**Task**
Find the word "doctor" in the listing below, then return every line it appears in.

++++++++++++++++++++

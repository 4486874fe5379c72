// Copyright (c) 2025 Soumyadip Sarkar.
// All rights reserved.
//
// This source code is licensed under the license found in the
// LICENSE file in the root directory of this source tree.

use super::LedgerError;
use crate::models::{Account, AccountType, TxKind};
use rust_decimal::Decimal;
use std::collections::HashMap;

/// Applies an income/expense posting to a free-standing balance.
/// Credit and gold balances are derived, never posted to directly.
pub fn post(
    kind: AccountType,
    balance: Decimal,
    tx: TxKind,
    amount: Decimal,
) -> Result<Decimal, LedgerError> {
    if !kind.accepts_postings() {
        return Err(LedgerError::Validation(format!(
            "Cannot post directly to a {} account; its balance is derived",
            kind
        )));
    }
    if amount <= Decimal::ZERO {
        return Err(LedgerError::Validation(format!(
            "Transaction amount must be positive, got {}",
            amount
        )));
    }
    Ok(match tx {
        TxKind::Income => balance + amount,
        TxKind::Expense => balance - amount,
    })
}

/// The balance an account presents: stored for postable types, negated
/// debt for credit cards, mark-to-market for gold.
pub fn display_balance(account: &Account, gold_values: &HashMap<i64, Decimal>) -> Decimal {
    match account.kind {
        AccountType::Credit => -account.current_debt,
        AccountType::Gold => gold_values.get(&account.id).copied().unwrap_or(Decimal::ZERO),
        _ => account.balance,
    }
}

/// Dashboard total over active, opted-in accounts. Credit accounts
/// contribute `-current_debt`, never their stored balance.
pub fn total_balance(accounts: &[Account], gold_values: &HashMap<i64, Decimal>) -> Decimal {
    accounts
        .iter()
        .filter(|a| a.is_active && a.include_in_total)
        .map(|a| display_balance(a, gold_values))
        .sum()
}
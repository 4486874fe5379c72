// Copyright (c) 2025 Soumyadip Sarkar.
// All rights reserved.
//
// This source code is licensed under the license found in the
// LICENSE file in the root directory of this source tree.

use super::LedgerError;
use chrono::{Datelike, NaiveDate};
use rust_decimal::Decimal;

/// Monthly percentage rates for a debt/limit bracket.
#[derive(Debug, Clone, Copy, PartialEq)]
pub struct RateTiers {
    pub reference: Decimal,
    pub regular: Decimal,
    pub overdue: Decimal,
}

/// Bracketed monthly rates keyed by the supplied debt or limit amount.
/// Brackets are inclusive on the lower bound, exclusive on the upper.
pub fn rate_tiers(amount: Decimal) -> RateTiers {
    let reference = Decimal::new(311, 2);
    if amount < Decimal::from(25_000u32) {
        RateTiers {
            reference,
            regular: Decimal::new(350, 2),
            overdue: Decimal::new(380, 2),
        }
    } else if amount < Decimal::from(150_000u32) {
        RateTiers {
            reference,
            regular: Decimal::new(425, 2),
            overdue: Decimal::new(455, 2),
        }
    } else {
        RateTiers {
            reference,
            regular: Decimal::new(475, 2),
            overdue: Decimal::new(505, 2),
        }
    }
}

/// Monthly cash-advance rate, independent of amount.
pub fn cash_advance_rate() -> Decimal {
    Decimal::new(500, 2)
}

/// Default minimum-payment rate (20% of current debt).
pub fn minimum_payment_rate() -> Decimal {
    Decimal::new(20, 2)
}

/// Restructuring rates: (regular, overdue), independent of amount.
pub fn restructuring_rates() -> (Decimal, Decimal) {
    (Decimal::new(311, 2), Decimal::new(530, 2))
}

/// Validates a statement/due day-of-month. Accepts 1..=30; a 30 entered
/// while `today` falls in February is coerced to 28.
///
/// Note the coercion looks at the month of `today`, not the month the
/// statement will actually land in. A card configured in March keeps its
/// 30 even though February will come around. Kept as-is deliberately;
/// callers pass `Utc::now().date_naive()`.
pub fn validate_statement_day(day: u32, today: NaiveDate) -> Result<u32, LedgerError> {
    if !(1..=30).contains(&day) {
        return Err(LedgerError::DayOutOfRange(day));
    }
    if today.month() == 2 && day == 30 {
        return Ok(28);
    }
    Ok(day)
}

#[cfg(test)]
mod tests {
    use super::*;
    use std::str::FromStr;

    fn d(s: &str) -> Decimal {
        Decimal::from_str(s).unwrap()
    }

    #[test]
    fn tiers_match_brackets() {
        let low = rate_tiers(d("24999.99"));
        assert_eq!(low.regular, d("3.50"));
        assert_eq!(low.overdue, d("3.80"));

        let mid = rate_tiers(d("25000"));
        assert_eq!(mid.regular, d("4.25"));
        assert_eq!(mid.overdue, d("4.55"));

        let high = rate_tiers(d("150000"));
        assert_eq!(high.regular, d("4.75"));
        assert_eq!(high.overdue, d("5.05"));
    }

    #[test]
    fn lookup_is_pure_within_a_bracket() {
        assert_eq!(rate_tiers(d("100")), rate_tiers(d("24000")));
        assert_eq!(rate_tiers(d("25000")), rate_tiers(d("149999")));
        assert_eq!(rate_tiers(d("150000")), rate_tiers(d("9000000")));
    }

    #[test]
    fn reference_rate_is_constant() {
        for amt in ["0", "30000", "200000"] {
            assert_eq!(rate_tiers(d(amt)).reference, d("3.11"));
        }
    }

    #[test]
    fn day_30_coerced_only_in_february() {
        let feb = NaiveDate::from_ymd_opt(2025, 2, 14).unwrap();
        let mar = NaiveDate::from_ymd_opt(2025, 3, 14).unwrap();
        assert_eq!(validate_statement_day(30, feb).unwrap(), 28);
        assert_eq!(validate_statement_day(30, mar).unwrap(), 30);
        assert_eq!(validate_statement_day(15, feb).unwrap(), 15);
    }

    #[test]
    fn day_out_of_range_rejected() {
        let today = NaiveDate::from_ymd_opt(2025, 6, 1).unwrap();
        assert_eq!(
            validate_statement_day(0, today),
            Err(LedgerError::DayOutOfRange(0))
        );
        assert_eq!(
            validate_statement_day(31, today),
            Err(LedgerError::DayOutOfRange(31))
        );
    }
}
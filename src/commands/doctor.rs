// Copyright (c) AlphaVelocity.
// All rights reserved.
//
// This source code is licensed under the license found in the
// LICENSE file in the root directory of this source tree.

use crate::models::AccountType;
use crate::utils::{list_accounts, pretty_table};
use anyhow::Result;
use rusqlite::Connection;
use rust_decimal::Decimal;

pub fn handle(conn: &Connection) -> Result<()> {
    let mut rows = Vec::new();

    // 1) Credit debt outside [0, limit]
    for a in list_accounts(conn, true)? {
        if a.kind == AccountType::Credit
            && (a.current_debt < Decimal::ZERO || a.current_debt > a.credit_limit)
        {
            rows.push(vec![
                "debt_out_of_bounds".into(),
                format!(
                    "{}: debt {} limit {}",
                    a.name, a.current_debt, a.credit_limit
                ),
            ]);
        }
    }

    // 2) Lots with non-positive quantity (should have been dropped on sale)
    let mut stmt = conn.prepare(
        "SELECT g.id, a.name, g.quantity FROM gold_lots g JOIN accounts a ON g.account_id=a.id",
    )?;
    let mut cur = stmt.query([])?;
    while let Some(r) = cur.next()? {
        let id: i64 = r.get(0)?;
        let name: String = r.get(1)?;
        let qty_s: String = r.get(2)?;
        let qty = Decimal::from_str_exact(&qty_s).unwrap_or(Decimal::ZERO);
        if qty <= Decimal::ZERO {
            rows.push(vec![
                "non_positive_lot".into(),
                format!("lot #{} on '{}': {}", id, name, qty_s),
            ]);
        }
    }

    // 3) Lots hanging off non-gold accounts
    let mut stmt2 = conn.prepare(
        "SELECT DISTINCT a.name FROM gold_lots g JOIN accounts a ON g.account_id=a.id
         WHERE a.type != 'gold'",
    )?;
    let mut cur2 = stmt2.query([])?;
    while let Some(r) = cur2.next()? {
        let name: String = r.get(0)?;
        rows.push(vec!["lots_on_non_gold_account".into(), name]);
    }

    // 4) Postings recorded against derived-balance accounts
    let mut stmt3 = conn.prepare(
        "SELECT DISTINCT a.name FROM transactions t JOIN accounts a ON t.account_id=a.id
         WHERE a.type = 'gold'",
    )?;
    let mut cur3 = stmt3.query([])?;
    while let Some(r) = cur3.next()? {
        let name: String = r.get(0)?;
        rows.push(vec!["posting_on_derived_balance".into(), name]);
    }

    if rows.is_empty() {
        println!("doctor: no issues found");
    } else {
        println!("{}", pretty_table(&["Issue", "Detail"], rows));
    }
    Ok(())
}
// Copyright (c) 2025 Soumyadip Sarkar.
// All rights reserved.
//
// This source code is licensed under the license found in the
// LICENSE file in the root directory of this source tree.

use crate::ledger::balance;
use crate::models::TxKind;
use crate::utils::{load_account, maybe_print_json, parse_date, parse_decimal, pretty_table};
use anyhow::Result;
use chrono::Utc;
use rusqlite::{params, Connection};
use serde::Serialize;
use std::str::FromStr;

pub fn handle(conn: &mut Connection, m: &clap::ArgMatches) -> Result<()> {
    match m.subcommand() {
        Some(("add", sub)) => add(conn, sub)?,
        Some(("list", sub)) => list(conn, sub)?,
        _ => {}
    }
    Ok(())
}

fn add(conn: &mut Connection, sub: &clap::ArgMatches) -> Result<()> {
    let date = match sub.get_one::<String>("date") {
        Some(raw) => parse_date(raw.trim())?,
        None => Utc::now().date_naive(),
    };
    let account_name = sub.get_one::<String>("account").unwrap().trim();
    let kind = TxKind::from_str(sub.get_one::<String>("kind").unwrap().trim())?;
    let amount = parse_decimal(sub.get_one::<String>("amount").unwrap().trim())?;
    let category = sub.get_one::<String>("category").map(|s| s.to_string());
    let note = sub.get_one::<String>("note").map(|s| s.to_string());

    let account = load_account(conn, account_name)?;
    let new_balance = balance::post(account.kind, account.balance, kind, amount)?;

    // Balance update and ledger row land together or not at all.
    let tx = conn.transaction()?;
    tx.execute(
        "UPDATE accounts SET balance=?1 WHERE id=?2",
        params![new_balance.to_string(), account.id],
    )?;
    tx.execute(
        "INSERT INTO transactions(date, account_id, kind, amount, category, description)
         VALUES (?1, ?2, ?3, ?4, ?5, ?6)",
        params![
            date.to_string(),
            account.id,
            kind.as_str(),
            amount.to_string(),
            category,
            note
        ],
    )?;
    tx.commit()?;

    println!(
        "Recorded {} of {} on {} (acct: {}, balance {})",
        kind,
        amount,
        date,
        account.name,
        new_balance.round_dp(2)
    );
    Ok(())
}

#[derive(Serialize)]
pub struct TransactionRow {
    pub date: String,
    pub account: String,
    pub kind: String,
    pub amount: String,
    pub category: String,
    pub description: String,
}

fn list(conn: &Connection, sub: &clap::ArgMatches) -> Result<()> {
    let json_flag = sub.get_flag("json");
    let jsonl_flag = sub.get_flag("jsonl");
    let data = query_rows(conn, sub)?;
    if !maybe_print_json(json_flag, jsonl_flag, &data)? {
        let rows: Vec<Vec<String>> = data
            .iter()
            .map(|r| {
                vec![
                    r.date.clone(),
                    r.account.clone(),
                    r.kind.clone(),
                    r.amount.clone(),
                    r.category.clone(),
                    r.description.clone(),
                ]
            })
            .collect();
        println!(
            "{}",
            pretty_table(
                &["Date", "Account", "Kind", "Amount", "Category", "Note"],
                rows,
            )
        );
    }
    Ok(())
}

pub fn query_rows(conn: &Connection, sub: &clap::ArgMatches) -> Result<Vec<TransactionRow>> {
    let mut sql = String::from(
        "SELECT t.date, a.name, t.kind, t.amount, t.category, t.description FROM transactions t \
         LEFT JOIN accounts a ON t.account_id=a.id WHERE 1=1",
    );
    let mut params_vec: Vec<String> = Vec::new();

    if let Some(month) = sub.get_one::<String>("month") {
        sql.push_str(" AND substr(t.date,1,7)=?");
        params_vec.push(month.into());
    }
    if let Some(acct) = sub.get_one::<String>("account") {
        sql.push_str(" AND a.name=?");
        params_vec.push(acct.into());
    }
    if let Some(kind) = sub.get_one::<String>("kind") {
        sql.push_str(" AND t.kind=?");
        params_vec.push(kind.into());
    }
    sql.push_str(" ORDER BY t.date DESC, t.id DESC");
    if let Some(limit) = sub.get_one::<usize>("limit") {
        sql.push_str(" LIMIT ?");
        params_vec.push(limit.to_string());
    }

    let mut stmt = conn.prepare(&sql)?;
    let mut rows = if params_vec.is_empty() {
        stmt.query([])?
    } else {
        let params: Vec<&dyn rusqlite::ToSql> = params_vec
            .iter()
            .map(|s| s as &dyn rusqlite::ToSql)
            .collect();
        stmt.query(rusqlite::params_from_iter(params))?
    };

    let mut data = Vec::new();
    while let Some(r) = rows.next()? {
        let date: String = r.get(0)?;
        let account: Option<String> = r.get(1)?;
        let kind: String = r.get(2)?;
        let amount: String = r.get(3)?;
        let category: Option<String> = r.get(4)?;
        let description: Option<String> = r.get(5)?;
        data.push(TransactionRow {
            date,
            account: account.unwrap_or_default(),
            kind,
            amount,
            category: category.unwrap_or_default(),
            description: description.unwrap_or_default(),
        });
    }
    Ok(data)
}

++++++++++++++++++++

**Answer to this exercise**
filename src/commands/doctor.rs
        println!("doctor: no issues found");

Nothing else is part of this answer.